I was really popular in school for some reason, i met and i knew almost n e one, but right now, i am like that in the college i go to also, i like meeting people, and like i have said it again.... MY SA is gone SUCKAZ.. j/k guys i still love you, how is everyone doing here? N e ways, take it easy guys and keep on working to make yourself a better person.
Dan


----------



## emptybottle (Jan 3, 2005)

darkangel said:


> Nope I was a big "loner". I could go all day without even speaking a word.


Same here. It was like I didn't exist. Even my own teachers sometimes couldn't remember my name even when it was already mid-semester.


----------



## beckjcream (Feb 20, 2005)

i was pretty much invisible, loner type in high school. i went to a school where being in the honors program i was pretty much the only white guy in all of my classes for all four years. because all my classmates were asian i pretty much didn't fit in and my sa kicked into full gear, became depressed etc. i still get extremely angry that i went to that school, if i went to a different high school i probably would have turned out pretty normal.


----------



## numbsmiles (Jan 2, 2005)

Sure wasn't popular, but unpopular is better than popular in a bad way if you get my drift.

I had some great friends in HS though, best 4 years of my life, I really really miss HS now.


----------



## Teehee (Aug 7, 2005)

I'm not popular but I would say my friends are somewhat popular and I'm considered "weird" but after time, they just got used to me lol.

In my entire group of friends, I'm the only one who isn't outgoing, part of music theatre, vocal or drama etc...

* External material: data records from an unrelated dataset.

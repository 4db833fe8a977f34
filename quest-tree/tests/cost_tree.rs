use quest_tree::{Cost, CostTree, Extraction, Node};

fn in_order(node: Option<&Node>, costs: &mut Vec<Cost>) {
    if let Some(node) = node {
        in_order(node.left(), costs);
        costs.push(node.cost());
        in_order(node.right(), costs);
    }
}

fn costs(tree: &CostTree) -> Vec<Cost> {
    let mut costs = Vec::new();
    in_order(tree.root(), &mut costs);
    costs
}

#[test]
fn test_insert_ascending_stays_balanced() {
    let tree: CostTree = (1..=127).map(|cost| (cost, cost * 2)).collect();
    tree.check_invariants().unwrap();
    assert_eq!(tree.len(), 127);
    assert_eq!(tree.height(), 7);
    assert_eq!(costs(&tree), (1..=127).collect::<Vec<Cost>>());
}

#[test]
fn test_insert_descending_stays_balanced() {
    let tree: CostTree = (1..=100).rev().map(|cost| (cost, 1)).collect();
    tree.check_invariants().unwrap();
    assert_eq!(tree.len(), 100);
    assert!(tree.height() <= 8);
}

#[test]
fn test_single_rotations() {
    let tree: CostTree = vec![(1, 0), (2, 0), (3, 0)].into_iter().collect();
    let root = tree.root().unwrap();
    assert_eq!(root.cost(), 2);
    assert_eq!(root.left().unwrap().cost(), 1);
    assert_eq!(root.right().unwrap().cost(), 3);

    let tree: CostTree = vec![(3, 0), (2, 0), (1, 0)].into_iter().collect();
    assert_eq!(tree.root().unwrap().cost(), 2);
    tree.check_invariants().unwrap();
}

#[test]
fn test_double_rotations() {
    // left-right
    let tree: CostTree = vec![(3, 0), (1, 0), (2, 0)].into_iter().collect();
    let root = tree.root().unwrap();
    assert_eq!(root.cost(), 2);
    assert_eq!(root.left().unwrap().cost(), 1);
    assert_eq!(root.right().unwrap().cost(), 3);
    assert_eq!(root.height(), 2);

    // right-left
    let tree: CostTree = vec![(1, 0), (3, 0), (2, 0)].into_iter().collect();
    let root = tree.root().unwrap();
    assert_eq!(root.cost(), 2);
    assert_eq!(root.left().unwrap().height(), 1);
    assert_eq!(root.right().unwrap().height(), 1);
}

#[test]
fn test_duplicate_cost_accumulates() {
    let mut tree = CostTree::new();
    tree.insert(5, 1);
    tree.insert(5, 9);
    tree.insert(5, 4);
    assert_eq!(tree.len(), 1);
    assert_eq!(tree.root().unwrap().rewards().len(), 3);
    assert_eq!(tree.root().unwrap().height(), 1);

    assert_eq!(tree.extract_one(5), Some(Extraction { cost: 5, reward: 9 }));
    assert_eq!(tree.extract_one(5), Some(Extraction { cost: 5, reward: 4 }));
    assert!(tree.contains(5));
    assert_eq!(tree.extract_one(5), Some(Extraction { cost: 5, reward: 1 }));
    assert!(!tree.contains(5));
    assert!(tree.is_empty());
    assert_eq!(tree.extract_one(5), None);
}

#[test]
fn test_floor_search() {
    let tree: CostTree = vec![(10, 1), (20, 2), (30, 3)].into_iter().collect();
    assert!(tree.floor_search(5).is_none());
    assert_eq!(tree.floor_search(10).unwrap().cost(), 10);
    assert_eq!(tree.floor_search(25).unwrap().cost(), 20);
    assert_eq!(tree.floor_search(29).unwrap().cost(), 20);
    assert_eq!(tree.floor_search(100).unwrap().cost(), 30);
    assert!(CostTree::new().floor_search(100).is_none());
}

#[test]
fn test_floor_search_exhaustive() {
    let stored: Vec<Cost> = (0..40).map(|i| i * 3 + 1).collect();
    let tree: CostTree = stored.iter().map(|&cost| (cost, 0)).collect();
    for target in -2..130 {
        let expected = stored.iter().copied().filter(|&cost| cost <= target).max();
        assert_eq!(
            tree.floor_search(target).map(|node| node.cost()),
            expected,
            "floor({})",
            target
        );
    }
}

#[test]
fn test_delete_leaf_and_single_child() {
    let mut tree: CostTree = vec![(5, 50), (3, 30), (8, 80), (9, 90)]
        .into_iter()
        .collect();
    // 8 has a single right child
    assert_eq!(tree.extract_one(8), Some(Extraction { cost: 8, reward: 80 }));
    tree.check_invariants().unwrap();
    assert_eq!(costs(&tree), vec![3, 5, 9]);
    assert_eq!(tree.root().unwrap().right().unwrap().cost(), 9);

    // 3 is a leaf
    assert_eq!(tree.extract_one(3), Some(Extraction { cost: 3, reward: 30 }));
    tree.check_invariants().unwrap();
    assert_eq!(costs(&tree), vec![5, 9]);
}

#[test]
fn test_delete_two_children_moves_predecessor() {
    let mut tree: CostTree = vec![(5, 50), (3, 30), (8, 80), (4, 40), (4, 41)]
        .into_iter()
        .collect();
    assert_eq!(tree.root().unwrap().cost(), 5);

    assert_eq!(tree.extract_one(5), Some(Extraction { cost: 5, reward: 50 }));
    tree.check_invariants().unwrap();

    let root = tree.root().unwrap();
    assert_eq!(root.cost(), 4);
    assert_eq!(root.rewards().len(), 2);
    assert_eq!(root.rewards().peek_max(), Some(41));
    assert_eq!(root.left().unwrap().cost(), 3);
    assert_eq!(root.right().unwrap().cost(), 8);
}

#[test]
fn test_delete_rebalances() {
    let mut tree: CostTree = (1..=20).map(|cost| (cost, cost)).collect();
    for cost in 1..=15 {
        assert_eq!(
            tree.extract_one(cost),
            Some(Extraction { cost, reward: cost })
        );
        tree.check_invariants().unwrap();
    }
    assert_eq!(tree.len(), 5);
    assert_eq!(costs(&tree), vec![16, 17, 18, 19, 20]);
    assert_eq!(tree.height(), 3);
}

#[test]
fn test_display() {
    let tree: CostTree = vec![(5, 10), (3, 7), (8, 2), (5, 1)].into_iter().collect();
    assert_eq!(
        tree.to_string(),
        "R----cost:5, gold:11, height:2\n     L----cost:3, gold:7, height:1\n     R----cost:8, gold:2, height:1\n"
    );
    assert_eq!(CostTree::new().to_string(), "");
}
// Copyright 2026 Phillip Cloud
// Licensed under the Apache License, Version 2.0

use anyhow::{Context, Result, anyhow};
use crossterm::event::{
    self, DisableMouseCapture, EnableMouseCapture, Event, KeyCode, KeyEvent, KeyEventKind,
    KeyModifiers, MouseEvent, MouseEventKind,
};
use crossterm::terminal::{disable_raw_mode, enable_raw_mode};
use crossterm::{execute, terminal};
use ratatui::Terminal;
use ratatui::backend::{Backend, CrosstermBackend};
use ratatui::layout::{Constraint, Direction, Layout, Rect};
use ratatui::style::{Color, Modifier, Style};
use ratatui::text::{Line, Span};
use ratatui::widgets::{Block, Borders, Cell, Paragraph, Row, Table};
use sheetboard_app::dates::{format_wall_clock, local_now, today_millis};
use sheetboard_app::{
    BoardCommand, BoardEvent, BoardState, LayoutMode, RefreshGuard, RefreshTicket, RowEmphasis,
    SourceError, TransformedView, Urgency, ViewBody, ViewConfig, ViewSnapshot, ViewState,
};
use std::io;
use std::sync::mpsc::{self, Receiver, Sender};
use std::thread;
use std::time::{Duration, Instant};
use time::PrimitiveDateTime;
use tracing::{debug, info};

const MAX_COLUMN_WIDTH: usize = 32;
const MIN_COLUMN_WIDTH: usize = 3;
const STATUS_CLEAR_AFTER: Duration = Duration::from_secs(4);
const KEY_HINTS: &str = "tab/1-9 view · m maximize · l layout · r refresh · p pause · q quit";

#[derive(Debug, Clone, Copy, PartialEq, Eq)]
pub struct BoardTiming {
    pub refresh_interval: Duration,
    pub clock_interval: Duration,
    pub scroll_tick: Duration,
}

impl Default for BoardTiming {
    fn default() -> Self {
        Self {
            refresh_interval: Duration::from_secs(15),
            clock_interval: Duration::from_secs(1),
            scroll_tick: Duration::from_millis(25),
        }
    }
}

/// Everything one refresh needs. The ticket is held until the cycle is
/// finished so the next timer firing is skipped instead of overlapping.
#[derive(Debug)]
pub struct RefreshRequest {
    pub views: Vec<ViewConfig>,
    pub today: i64,
    pub ticket: RefreshTicket,
}

#[derive(Debug, Clone, PartialEq)]
pub enum InternalEvent {
    ClearStatus {
        token: u64,
    },
    RefreshFinished {
        outcome: Result<Vec<TransformedView>, SourceError>,
        finished_at: PrimitiveDateTime,
    },
}

pub trait BoardRuntime {
    fn run_refresh(
        &mut self,
        views: &[ViewConfig],
        today: i64,
    ) -> Result<Vec<TransformedView>, SourceError>;

    fn now(&self) -> PrimitiveDateTime {
        local_now()
    }

    /// Runs the cycle inline. Runtimes with a shareable source override this
    /// to fetch off the UI thread.
    fn spawn_refresh(&mut self, request: RefreshRequest, tx: Sender<InternalEvent>) -> Result<()> {
        let RefreshRequest {
            views,
            today,
            ticket,
        } = request;
        let outcome = self.run_refresh(&views, today);
        let finished_at = self.now();
        drop(ticket);
        tx.send(InternalEvent::RefreshFinished {
            outcome,
            finished_at,
        })
        .map_err(|_| anyhow!("refresh event channel closed"))?;
        Ok(())
    }
}

#[derive(Debug, Clone, Copy, PartialEq, Eq)]
enum KeyAction {
    Quit,
    Refresh,
    Board(BoardCommand),
}

#[derive(Debug, Clone, PartialEq, Eq, Default)]
struct ViewData {
    clock: String,
    view_areas: Vec<(usize, Rect)>,
    viewport_rows: Vec<usize>,
    status_token: u64,
}

pub fn run_app<R: BoardRuntime>(
    state: &mut BoardState,
    runtime: &mut R,
    timing: BoardTiming,
) -> Result<()> {
    enable_raw_mode().context("enable raw mode")?;
    let mut stdout = io::stdout();
    execute!(stdout, terminal::EnterAlternateScreen, EnableMouseCapture)
        .context("enter alternate screen")?;

    let backend = CrosstermBackend::new(stdout);
    let result = match Terminal::new(backend).context("create terminal") {
        Ok(mut terminal) => run_loop(&mut terminal, state, runtime, timing),
        Err(error) => Err(error),
    };

    disable_raw_mode().context("disable raw mode")?;
    execute!(
        io::stdout(),
        DisableMouseCapture,
        terminal::LeaveAlternateScreen
    )
    .context("leave alternate screen")?;
    result
}

fn run_loop<B: Backend, R: BoardRuntime>(
    terminal: &mut Terminal<B>,
    state: &mut BoardState,
    runtime: &mut R,
    timing: BoardTiming,
) -> Result<()> {
    let (internal_tx, internal_rx) = mpsc::channel();
    let guard = RefreshGuard::default();
    let mut view_data = ViewData {
        clock: clock_text(runtime.now()),
        ..ViewData::default()
    };
    info!(views = state.views.len(), "dashboard started");

    start_refresh(state, runtime, &mut view_data, &guard, &internal_tx);
    let mut last_refresh = Instant::now();
    let mut last_clock = Instant::now();
    let mut last_scroll = Instant::now();

    loop {
        process_internal_events(state, &mut view_data, &internal_rx);

        let now = Instant::now();
        if now.duration_since(last_refresh) >= timing.refresh_interval {
            last_refresh = now;
            start_refresh(state, runtime, &mut view_data, &guard, &internal_tx);
        }
        if now.duration_since(last_clock) >= timing.clock_interval {
            last_clock = now;
            view_data.clock = clock_text(runtime.now());
        }
        let dt = now.duration_since(last_scroll);
        if dt >= timing.scroll_tick {
            last_scroll = now;
            let viewport_rows = &view_data.viewport_rows;
            state.tick_scroll(dt, |index| viewport_rows.get(index).copied().unwrap_or(0));
        }

        terminal
            .draw(|frame| render(frame, state, &mut view_data))
            .context("draw frame")?;

        if !event::poll(timing.scroll_tick).context("poll event")? {
            continue;
        }
        match event::read().context("read event")? {
            Event::Key(key) if key.kind == KeyEventKind::Press => {
                let quit = handle_key_event(
                    state,
                    runtime,
                    &mut view_data,
                    &guard,
                    &internal_tx,
                    key,
                );
                if quit {
                    break;
                }
            }
            Event::Mouse(mouse) => handle_mouse_event(state, &view_data, mouse),
            Event::FocusLost => {
                state.dispatch(BoardCommand::Hover(None));
            }
            _ => {}
        }
    }

    info!("dashboard stopped");
    Ok(())
}

fn process_internal_events(
    state: &mut BoardState,
    view_data: &mut ViewData,
    rx: &Receiver<InternalEvent>,
) {
    while let Ok(event) = rx.try_recv() {
        match event {
            InternalEvent::ClearStatus { token } if token == view_data.status_token => {
                state.dispatch(BoardCommand::ClearStatus);
            }
            InternalEvent::ClearStatus { .. } => {}
            InternalEvent::RefreshFinished {
                outcome,
                finished_at,
            } => {
                for event in state.apply_cycle(outcome, finished_at) {
                    debug!(?event, "refresh applied");
                }
            }
        }
    }
}

fn start_refresh<R: BoardRuntime>(
    state: &mut BoardState,
    runtime: &mut R,
    view_data: &mut ViewData,
    guard: &RefreshGuard,
    tx: &Sender<InternalEvent>,
) {
    let Some(ticket) = guard.try_begin() else {
        debug!("refresh skipped; previous cycle still in flight");
        state.dispatch(BoardCommand::RefreshSkipped);
        bump_status_token(view_data, tx);
        return;
    };

    state.dispatch(BoardCommand::RefreshStarted);
    let request = RefreshRequest {
        views: state.view_configs(),
        today: today_millis(runtime.now()),
        ticket,
    };
    if let Err(error) = runtime.spawn_refresh(request, tx.clone()) {
        state.refreshing = false;
        state.status_line = Some(format!("refresh failed to start: {error}"));
        bump_status_token(view_data, tx);
    }
}

fn bump_status_token(view_data: &mut ViewData, tx: &Sender<InternalEvent>) {
    view_data.status_token = view_data.status_token.saturating_add(1);
    let token = view_data.status_token;
    let sender = tx.clone();
    thread::spawn(move || {
        thread::sleep(STATUS_CLEAR_AFTER);
        let _ = sender.send(InternalEvent::ClearStatus { token });
    });
}

fn key_action(key: KeyEvent) -> Option<KeyAction> {
    if key.code == KeyCode::Char('c') && key.modifiers.contains(KeyModifiers::CONTROL) {
        return Some(KeyAction::Quit);
    }
    let action = match key.code {
        KeyCode::Char('q') | KeyCode::Esc => KeyAction::Quit,
        KeyCode::Char('r') => KeyAction::Refresh,
        KeyCode::Tab => KeyAction::Board(BoardCommand::NextView),
        KeyCode::BackTab => KeyAction::Board(BoardCommand::PrevView),
        KeyCode::Char('m') => KeyAction::Board(BoardCommand::ToggleMaximize),
        KeyCode::Char('l') => KeyAction::Board(BoardCommand::ToggleLayout),
        KeyCode::Char('p') => KeyAction::Board(BoardCommand::TogglePause),
        KeyCode::Char(digit @ '1'..='9') => {
            let index = digit.to_digit(10).map_or(0, |value| value as usize - 1);
            KeyAction::Board(BoardCommand::SelectView(index))
        }
        _ => return None,
    };
    Some(action)
}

It's great being in classes with friends, I'm like a chatbox and get people around me talking to me since I'm so comfortable with my friend. But being in a class with no one I know is horrible, I don't speak a word for the entire class and get massive anxiety.


----------



## itsmemaggi (Sep 26, 2005)

I was quite the "loser" in junior high, but managed to make a lot of friends by the end of eighth grade. I promised myself I would never be that pathetic, again. I became extremely quiet when I entered high school, for fear of being disliked by anyone. I became "the nice, smart one." I had a great group of friends. I could really be myself around them. I was even extended an invitation to hang out with the "popular group," but I never totally felt comfortable. I always went back to my real friends.

It's sad now, because we're all at different colleges, and none of us talk, anymore. I guess we weren't as close as I'd thought... :cry 

xoxo
Maggi


----------



## crystallizedtear (Feb 9, 2005)

i was never popular or hanged out with a clique, but I did have friends
always been known as pretty nerdy and quiet tho.
and always..always the new girl...cuz since grade 1-11 I've been to 7 different schools and im going to a new one next year for grade 12...O.O well some of the schools were just transitions from middle school to high school, different school but same friends...
but
i hate that new feeling. gawd. lol


----------



## pita (Jan 17, 2004)

Throughout high school I was definitely one of the 'losers'. I had almost no friends and I wasn't even well-liked among the other nerds at my school. I wasn't terrorized like I was during elementary school and middle school (kids can be truly cruel), but I was ignored. Most people didn't know my name and would refer to me as, "The girl who doesn't smile" or "the girl who doesn't talk". I think the only positive recognition I received was from teachers.


----------



## Swiftwind (Feb 5, 2005)

Like others, I wasn't unpopular but I wasn't exactly popular either. I had a lot of friends in High School, and I found it easy making new friends. I was labelled as a 'smart kid' towards the end of high school, probably because I had to start wearing glasses - and I hate that stereotype (just because you wear glasses it must mean you are smart!).


----------



## jay_dizzle_girl (Nov 17, 2005)

People knew me in school and alot of guys liked m but i always had an attitude because i was afaid people would figure out the real me. The me, that acted like a kid and wasnt really into teenager things so i put on this really bad attitude so none would know especially the guys!!


----------



## Redox (Jan 20, 2006)

Nope. I was a "smart" kid, though I had a couple of cousins, who were in the 'popular' crowd and friends whom I knew back in elementary school were considered 'popular'. If it weren't for them, I think my experience in high school could have been alot worse.


----------